What is needed:
Wherever "between" appears in a line of the listing, that line should be returned.

Supplied entries:
_ _ _ _ _ _ _
// SPDX-License-Identifier: Apache-2.0
// Copyright 2026 the survnet-core contributors
//
// Licensed under the Apache License, Version 2.0 (the "License");
// you may not use this file except in compliance with the License.
// You may obtain a copy of the License at
//
//     http://www.apache.org/licenses/LICENSE-2.0
//
// Unless required by applicable law or agreed to in writing, software
// distributed under the License is distributed on an "AS IS" BASIS,
// WITHOUT WARRANTIES OR CONDITIONS OF ANY KIND, either express or implied.
// See the License for the specific language governing permissions and
// limitations under the License.

//! Geometry and graph core for cave-survey processing.
//!
//! This crate turns a project of linked survey files — raw polar
//! measurements (tape length, compass bearing, inclination) between named
//! stations — into a coherent three-dimensional network of station
//! positions, with a distance-weighted traverse adjustment that removes the
//! positional seam a network with more than one fixed anchor otherwise
//! leaves behind.
//!
//! The plot-file emitter, GeoJSON/KML exporter, command-line surface and
//! any form of least-squares loop-closure are deliberately out of scope:
//! they're external collaborators that consume the [`network::SurveyNetwork`]
//! this crate produces.
//!
//! # Pipeline
//!
//! ```ignore
//! use std::collections::HashMap;
//! use survnet_core::{network, project, propagate, solve, survey};
//!
//! let project_bytes = std::fs::read("cave.mak")?;
//! let project = project::parse_project(&project_bytes)?;
//!
//! let mut surveys_by_file = HashMap::new();
//! for file in &project.files {
//!     let bytes = std::fs::read(&file.path)?;
//!     let (surveys, diagnostics) = survey::parse_survey(&bytes, &file.path);
//!     for d in diagnostics.iter() {
//!         log::warn!("{d}");
//!     }
//!     surveys_by_file.insert(file.path.clone(), surveys);
//! }
//!
//! let (mut net, _diagnostics) = network::assemble(&project, &surveys_by_file);
//! propagate::propagate(&mut net);
//! let (positions, _diagnostics) = solve::adjust(&mut net);
//!
//! for (name, position) in &positions {
//!     println!("{name}: {position}");
//! }
//! # Ok::<(), survnet_core::error::Error>(())
//! ```

pub mod error;
pub mod geom;
pub mod geomag;
pub mod kernel;
pub mod measurements;
pub mod network;
pub mod project;
pub mod propagate;
pub mod solve;
pub mod survey;

pub use error::{Diagnostics, Error};
pub use geom::{Polar, Vector3D};
pub use network::SurveyNetwork;
pub use project::Project;
pub use survey::Survey;
// SPDX-License-Identifier: Apache-2.0
// Copyright 2026 the survnet-core contributors
//
// Licensed under the Apache License, Version 2.0 (the "License");
// you may not use this file except in compliance with the License.
// You may obtain a copy of the License at
//
//     http://www.apache.org/licenses/LICENSE-2.0
//
// Unless required by applicable law or agreed to in writing, software
// distributed under the License is distributed on an "AS IS" BASIS,
// WITHOUT WARRANTIES OR CONDITIONS OF ANY KIND, either express or implied.
// See the License for the specific language governing permissions and
// limitations under the License.

//! The multi-source breadth-first propagator (`spec.md` §4.6): assigns an
//! initial position to every station reachable from a fixed anchor,
//! recording which anchor's front reached it first.

use std::collections::VecDeque;

use crate::error::{Diagnostics, Error};
use crate::network::SurveyNetwork;

/// Walks `network` outward from every anchor simultaneously, writing
/// `Station::position`/`origin` exactly once per reachable station.
///
/// Enqueue order is the observable contract `spec.md` §4.6/§5 describes:
/// ascending BFS depth, and within a depth, anchors in sorted order first
/// (the seed order below) then neighbours in adjacency insertion order.
/// Seeding every anchor before any station is dequeued is what gives that
/// ordering for free — a plain FIFO queue already processes all of depth
/// `d` before any of depth `d+1` once every depth-0 node starts in it.
pub fn propagate(network: &mut SurveyNetwork) -> Diagnostics {
    let mut diagnostics = Diagnostics::new();
    let mut queue: VecDeque<String> = VecDeque::new();

    let mut anchor_names: Vec<String> = network.anchors.iter().cloned().collect();
    anchor_names.sort();
    for name in anchor_names {
        if network.stations.contains_key(&name) {
            queue.push_back(name);
        }
    }

    while let Some(name) = queue.pop_front() {
        let current_position = match network.stations.get(&name).and_then(|s| s.position) {
            Some(p) => p,
            None => continue,
        };
        let current_origin = network
            .stations
            .get(&name)
            .and_then(|s| s.origin.clone())
            .unwrap_or_else(|| name.clone());

        let neighbours = match network.adjacency.get(&name) {
            Some(n) => n.clone(),
            None => continue,
        };

        for (neighbour, shot_index) in neighbours {
            let already_visited = network
                .stations
                .get(&neighbour)
                .map(|s| s.origin.is_some())
                .unwrap_or(true);
            if already_visited {
                continue;
            }

            let (delta, to) = network.traverse(shot_index, &name);
            debug_assert_eq!(to, neighbour);
            let position = current_position + delta;

            if let Some(station) = network.stations.get_mut(&neighbour) {
                station.position = Some(position);
                station.origin = Some(current_origin.clone());
                queue.push_back(neighbour);
            }
        }
    }

    for (name, station) in network.stations.iter() {
        if station.origin.is_none() {
            diagnostics.push(Error::NetworkDisconnected { station: name.clone() });
        }
    }

    diagnostics
}
// SPDX-License-Identifier: Apache-2.0
// Copyright 2026 the survnet-core contributors
//
// Licensed under the Apache License, Version 2.0 (the "License");
// you may not use this file except in compliance with the License.
// You may obtain a copy of the License at
//
//     http://www.apache.org/licenses/LICENSE-2.0
//
// Unless required by applicable law or agreed to in writing, software
// distributed under the License is distributed on an "AS IS" BASIS,
// WITHOUT WARRANTIES OR CONDITIONS OF ANY KIND, either express or implied.
// See the License for the specific language governing permissions and
// limitations under the License.

//! Geometry primitives: the Cartesian vector and polar/Cartesian conversion
//! that every other module in this crate builds on.

mod polar;
mod vector3;

pub use polar::Polar;
pub use vector3::Vector3D;
// SPDX-License-Identifier: Apache-2.0
// Copyright 2026 the survnet-core contributors
//
// Licensed under the Apache License, Version 2.0 (the "License");
// you may not use this file except in compliance with the License.
// You may obtain a copy of the License at
//
//     http://www.apache.org/licenses/LICENSE-2.0
//
// Unless required by applicable law or agreed to in writing, software
// distributed under the License is distributed on an "AS IS" BASIS,
// WITHOUT WARRANTIES OR CONDITIONS OF ANY KIND, either express or implied.
// See the License for the specific language governing permissions and
// limitations under the License.

//! [`Station`] and [`NetworkShot`], the network's node and edge types
//! (`spec.md` §3).

use crate::geom::Vector3D;

#[cfg(feature = "serde")]
use serde::{Deserialize, Serialize};

/// A named point in the network (`spec.md` §3 `Station`).
///
/// `position`/`origin` are set once by [`crate::propagate::propagate`] for
/// non-anchors, and never again except by [`crate::solve`] overwriting
/// `position` in place — anchors are exempt from both.
#[derive(Clone, PartialEq, Debug)]
#[cfg_attr(feature = "serde", derive(Serialize, Deserialize))]
pub struct Station {
    pub name: String,
    pub position: Option<Vector3D>,
    /// The anchor name that claimed this station during BFS, or this
    /// station's own name if it is itself an anchor. `None` until
    /// propagation runs.
    pub origin: Option<String>,
    pub fixed: bool,
}

impl Station {
    pub fn new(name: impl Into<String>) -> Self {
        Self {
            name: name.into(),
            position: None,
            origin: None,
            fixed: false,
        }
    }

    pub fn anchor(name: impl Into<String>, position: Vector3D) -> Self {
        let name = name.into();
        Self {
            origin: Some(name.clone()),
            name,
            position: Some(position),
            fixed: true,
        }
    }
}

/// Which shot-level flags survived project-flag gating for this shot
/// (`spec.md` §4.5).
#[derive(Copy, Clone, Eq, PartialEq, Debug, Default)]
#[cfg_attr(feature = "serde", derive(Serialize, Deserialize))]
pub struct NetworkShotFlags {
    /// `L`: excluded from length statistics; still participates in propagation.
    pub length_exclude: bool,
    /// `P`: structurally present but flagged for the exporter to omit.
    pub plot_omit: bool,
    /// `C`: not adjusted by the solver; its delta is authoritative.
    pub closure_exclude: bool,
}

/// A directed shot between two (possibly renamed) stations, reduced to its
/// Cartesian delta (`spec.md` §3 `NetworkShot`).
#[derive(Clone, PartialEq, Debug)]
#[cfg_attr(feature = "serde", derive(Serialize, Deserialize))]
pub struct NetworkShot {
    pub from: String,
    pub to: String,
    pub delta: Vector3D,
    pub length_ft: f64,
    pub flags: NetworkShotFlags,
}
_ _ _ _ _ _ _
Output:
//! measurements (tape length, compass bearing, inclination) between named
/// A directed shot between two (possibly renamed) stations, reduced to its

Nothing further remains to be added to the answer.